The most prevalent GMO foods are corn and soy. Even this isn't as simple as it first seems, however, since corn starch, corn flour, corn meal, modified food starch, gluten, syrup, fructose, dextrose, and glucose are all made with corn, and soy flour, lecithin, protein, isolate, isoflavone, and vegetable protein are made with soy.
But there is also GMO honey, agave, sugar beets, papaya, zucchini and yellow summer squash, canola (rapeseed), and cottonseed oil. Even infant formula may be full of GMO products. And this list is growing. For example, GMO salmon will apparently soon be available in markets.
In addition, vegetable oil (including vegetable shortening and margarine) and corn syrup are made with GMO corn and vitamin C is made from GMO corn and soy. Vitamins A, B2, B6, B12, D, and K may also be derived from GMOs.
Now there are also GMO apples, potatoes, summer squash (including zucchini), papaya, and fish.
If this list seems impossible to navigate, now you must add all the processed foods containing these ingredients, including most cereals, breads, pasta, condiments, and snacks. In addition, we don't know how eating meat or dairy from animals fed GMO feed (as almost all are) affects humans. Mother Earth News has a good (though depressing) graphic that shows just how problematic things have become.

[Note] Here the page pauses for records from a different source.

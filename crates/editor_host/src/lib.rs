//! Collaborator contracts between the protocol engine and its host editor.
//!
//! This crate intentionally defines only the narrow surfaces the engine is
//! allowed to reach: a text-buffer abstraction, an optional human review
//! gate, and a transcript sink for rendered output. It excludes widgets,
//! highlighting, and window concerns, which belong to the host application.
//!
//! Hosts resolve capabilities once at engine construction time. A host that
//! lacks a capability passes the corresponding null object ([`AutoApprove`],
//! [`NullTranscript`]) instead of being probed per call.

use std::path::{Path, PathBuf};
use std::sync::{Mutex, MutexGuard};

/// Text-buffer operations exposed by the host editor.
///
/// Line numbers are 1-based. Callers are expected to clamp line arguments to
/// buffer bounds before dispatch; implementations must still saturate
/// out-of-range values rather than panic.
pub trait EditorOps: Send + Sync + 'static {
    /// Inserts text at the current cursor position.
    fn insert_at_cursor(&self, text: &str);

    /// Inserts text as new lines before the given 1-based line.
    fn insert_at_line(&self, line: usize, text: &str);

    /// Replaces the inclusive 1-based line range with the given text.
    fn replace_lines(&self, start: usize, end: usize, text: &str);

    /// Returns the full content of the buffer currently open in the editor.
    fn current_file_content(&self) -> String;

    /// Returns the path of the file currently open, when one is associated.
    fn current_file_path(&self) -> Option<PathBuf>;

    /// Replaces the entire buffer content, keeping the open-file association.
    fn replace_file_content(&self, text: &str);
}

/// Outcome of one review-gate interaction.
#[derive(Debug, Clone, PartialEq, Eq)]
pub enum ReviewVerdict {
    /// The change was accepted; the payload is the content to apply, which
    /// the reviewer may have edited before accepting.
    Accept(String),
    /// The change was rejected; the target must be left untouched.
    Reject,
}

/// Optional human-in-the-loop diff review before a buffer or file mutation.
pub trait ReviewGate: Send + Sync + 'static {
    /// Presents `old_content` → `new_content` for the named target and
    /// returns the reviewer's verdict.
    fn review(&self, target: &str, old_content: &str, new_content: &str) -> ReviewVerdict;
}

/// Null-object review gate: every change is applied unconditionally.
#[derive(Debug, Clone, Copy, Default)]
pub struct AutoApprove;

impl ReviewGate for AutoApprove {
    fn review(&self, _target: &str, _old_content: &str, new_content: &str) -> ReviewVerdict {
        ReviewVerdict::Accept(new_content.to_string())
    }
}

/// Visual category for one transcript message.
#[derive(Debug, Clone, Copy, PartialEq, Eq)]
pub enum MessageTag {
    Info,
    Error,
    System,
    Code,
}

impl MessageTag {
    #[must_use]
    pub fn as_str(&self) -> &'static str {
        match self {
            Self::Info => "info",
            Self::Error => "error",
            Self::System => "system",
            Self::Code => "code",
        }
    }
}

/// Rendering adapter for the conversation transcript.
///
/// The engine calls these hooks in a fixed order per assistant turn:
/// [`TranscriptSink::begin_assistant_turn`], zero or more
/// [`TranscriptSink::stream_delta`] calls, then exactly one
/// [`TranscriptSink::finalize_assistant_turn`] carrying the post-scan display
/// text (or an empty string when display is suppressed). Annotations may be
/// interleaved at any point.
pub trait TranscriptSink: Send + Sync + 'static {
    fn begin_assistant_turn(&self);

    fn stream_delta(&self, text: &str);

    fn finalize_assistant_turn(&self, display_text: &str);

    fn annotation(&self, tag: MessageTag, text: &str);
}

/// Null-object transcript sink for headless hosts and tests.
#[derive(Debug, Clone, Copy, Default)]
pub struct NullTranscript;

impl TranscriptSink for NullTranscript {
    fn begin_assistant_turn(&self) {}

    fn stream_delta(&self, _text: &str) {}

    fn finalize_assistant_turn(&self, _display_text: &str) {}

    fn annotation(&self, _tag: MessageTag, _text: &str) {}
}

#[derive(Debug, Default)]
struct BufferState {
    lines: Vec<String>,
    cursor_line: usize,
    path: Option<PathBuf>,
}

/// In-memory line-buffer implementation of [`EditorOps`].
///
/// Used by tests and by headless hosts that have no on-screen editor. The
/// cursor is tracked at line granularity; [`EditorOps::insert_at_cursor`]
/// inserts before the cursor line and advances it past the inserted text.
#[derive(Debug, Default)]
pub struct BufferEditor {
    state: Mutex<BufferState>,
}

impl BufferEditor {
    #[must_use]
    pub fn new() -> Self {
        Self::default()
    }

    /// Creates a buffer holding `content`, associated with `path`.
    #[must_use]
    pub fn with_content(path: impl AsRef<Path>, content: &str) -> Self {
        Self {
            state: Mutex::new(BufferState {
                lines: split_lines(content),
                cursor_line: 0,
                path: Some(path.as_ref().to_path_buf()),
            }),
        }
    }

    /// Moves the cursor to the 1-based line, saturating to buffer bounds.
    pub fn set_cursor_line(&self, line: usize) {
        let mut state = lock_unpoisoned(&self.state);
        state.cursor_line = line.saturating_sub(1).min(state.lines.len());
    }

    /// Returns the buffer content line count.
    #[must_use]
    pub fn line_count(&self) -> usize {
        lock_unpoisoned(&self.state).lines.len()
    }
}

impl EditorOps for BufferEditor {
    fn insert_at_cursor(&self, text: &str) {
        let mut state = lock_unpoisoned(&self.state);
        let at = state.cursor_line.min(state.lines.len());
        let inserted = split_lines(text);
        let advance = inserted.len();
        state.lines.splice(at..at, inserted);
        state.cursor_line = at + advance;
    }

    fn insert_at_line(&self, line: usize, text: &str) {
        let mut state = lock_unpoisoned(&self.state);
        let at = line.saturating_sub(1).min(state.lines.len());
        let inserted = split_lines(text);
        state.lines.splice(at..at, inserted);
    }

    fn replace_lines(&self, start: usize, end: usize, text: &str) {
        let mut state = lock_unpoisoned(&self.state);
        if state.lines.is_empty() {
            state.lines = split_lines(text);
            return;
        }

        let last = state.lines.len();
        let mut start = start.clamp(1, last);
        let mut end = end.clamp(1, last);
        if start > end {
            std::mem::swap(&mut start, &mut end);
        }

        state.lines.splice(start - 1..end, split_lines(text));
    }

    fn current_file_content(&self) -> String {
        lock_unpoisoned(&self.state).lines.join("\n")
    }

    fn current_file_path(&self) -> Option<PathBuf> {
        lock_unpoisoned(&self.state).path.clone()
    }

    fn replace_file_content(&self, text: &str) {
        let mut state = lock_unpoisoned(&self.state);
        state.lines = split_lines(text);
        state.cursor_line = state.cursor_line.min(state.lines.len());
    }
}

fn split_lines(text: &str) -> Vec<String> {
    if text.is_empty() {
        return Vec::new();
    }

    text.split('\n').map(str::to_string).collect()
}

fn lock_unpoisoned<T>(mutex: &Mutex<T>) -> MutexGuard<'_, T> {
    match mutex.lock() {
        Ok(guard) => guard,
        Err(poisoned) => poisoned.into_inner(),
    }
}
use crate::config::OpenRouterConfig;
use crate::error::OpenRouterError;

/// Builds outgoing header pairs for an OpenRouter request.
///
/// `Content-Type` is owned by the JSON body builder and deliberately absent
/// here.
pub fn build_headers(
    config: &OpenRouterConfig,
    user_agent: Option<&str>,
) -> Result<Vec<(String, String)>, OpenRouterError> {
    let api_key = config.api_key.trim();
    if api_key.is_empty() {
        return Err(OpenRouterError::MissingApiKey);
    }

    let mut headers = vec![("Authorization".to_string(), format!("Bearer {api_key}"))];

    if let Some(referer) = config
        .referer
        .as_deref()
        .map(str::trim)
        .filter(|value| !value.is_empty())
    {
        headers.push(("HTTP-Referer".to_string(), referer.to_string()));
    }

    if let Some(user_agent) = user_agent.map(str::trim).filter(|value| !value.is_empty()) {
        headers.push(("User-Agent".to_string(), user_agent.to_string()));
    }

    Ok(headers)
}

Please note: There is a lot of confusion about the idea that most wheat is GMO. But at this time, no GMO wheat is sold anywhere in the world.
UPDATE 5/21/14: GMO corn and soy products may also be used as a wax coating for apples.
How Do I Avoid GMO Food?
There are a few ways:
* Grow your own food - as much as possible. GMO seed is not yet available to home gardeners.
* Purchase produce and grains from local farms you are certain don't grow GMO food. Most small farms haven't bought expensive GMO seed, but you should still question farmers carefully before buying.
* Only buy food marked Certified Organic. No food may carry this label if it has GMO products in it. Even labels that read “organic,” or “made with organic ingredients,” while not made with 100% organic products, still cannot contain GMO products, according to the True Food Network.
* Look for foods marked "non-GMO" - but remember that because this sort of labeling isn't regulated, it may not always be accurate.
* Buy grass fed meat and dairy.
* Pay attention to produce labels. There is an Internet rumor that those annoying stickers grocery store fruits and vegetables carry identify GMO or organic foods. Unfortunately, such codes are not found on all produce. Still, if you see a five digit number starting with an 8, the produce is GMO. If a five digit number starts with 9, the produce is organic.
* Download the True Food Network's .PDF of non-GMO foods or download their app. But note that this list may fluctuate over time and it's best simply to read labels.